EXERCISE INSTRUCTIONS
From the records, report how many lines hold the word "BuildEnvironment", with the number as the sole reply.

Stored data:
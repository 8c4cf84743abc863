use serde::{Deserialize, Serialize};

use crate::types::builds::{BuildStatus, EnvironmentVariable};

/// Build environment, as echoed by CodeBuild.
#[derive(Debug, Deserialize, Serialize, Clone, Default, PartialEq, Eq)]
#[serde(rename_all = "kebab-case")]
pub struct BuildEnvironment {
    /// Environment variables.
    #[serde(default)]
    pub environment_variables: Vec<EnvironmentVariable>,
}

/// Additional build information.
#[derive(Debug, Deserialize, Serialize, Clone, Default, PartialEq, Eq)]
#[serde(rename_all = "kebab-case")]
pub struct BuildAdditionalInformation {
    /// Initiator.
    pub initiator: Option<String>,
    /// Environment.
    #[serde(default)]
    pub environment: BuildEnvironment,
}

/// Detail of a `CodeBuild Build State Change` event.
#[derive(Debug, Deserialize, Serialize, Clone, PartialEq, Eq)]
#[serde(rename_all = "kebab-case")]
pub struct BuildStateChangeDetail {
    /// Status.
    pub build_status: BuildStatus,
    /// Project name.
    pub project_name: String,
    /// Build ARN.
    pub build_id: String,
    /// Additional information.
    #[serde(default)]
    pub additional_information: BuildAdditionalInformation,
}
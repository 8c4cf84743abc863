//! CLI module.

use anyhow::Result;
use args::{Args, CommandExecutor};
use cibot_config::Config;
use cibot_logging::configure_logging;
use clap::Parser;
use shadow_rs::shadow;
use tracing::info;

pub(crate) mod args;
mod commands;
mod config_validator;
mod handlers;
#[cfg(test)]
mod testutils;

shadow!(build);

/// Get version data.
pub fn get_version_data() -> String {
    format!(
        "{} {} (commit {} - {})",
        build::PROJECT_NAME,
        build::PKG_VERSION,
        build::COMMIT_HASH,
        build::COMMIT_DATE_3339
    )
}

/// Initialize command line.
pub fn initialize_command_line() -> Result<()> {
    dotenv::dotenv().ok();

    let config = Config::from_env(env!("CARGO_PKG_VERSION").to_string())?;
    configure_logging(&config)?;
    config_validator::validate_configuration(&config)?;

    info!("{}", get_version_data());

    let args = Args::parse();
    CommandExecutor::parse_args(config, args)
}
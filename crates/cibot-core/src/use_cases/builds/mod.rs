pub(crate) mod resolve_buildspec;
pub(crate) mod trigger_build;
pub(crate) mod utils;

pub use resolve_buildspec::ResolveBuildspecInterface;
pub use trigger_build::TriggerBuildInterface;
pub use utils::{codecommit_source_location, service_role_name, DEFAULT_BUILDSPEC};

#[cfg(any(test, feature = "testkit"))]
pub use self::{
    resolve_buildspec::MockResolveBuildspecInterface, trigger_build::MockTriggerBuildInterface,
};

RESULT FOR THIS EXERCISE
2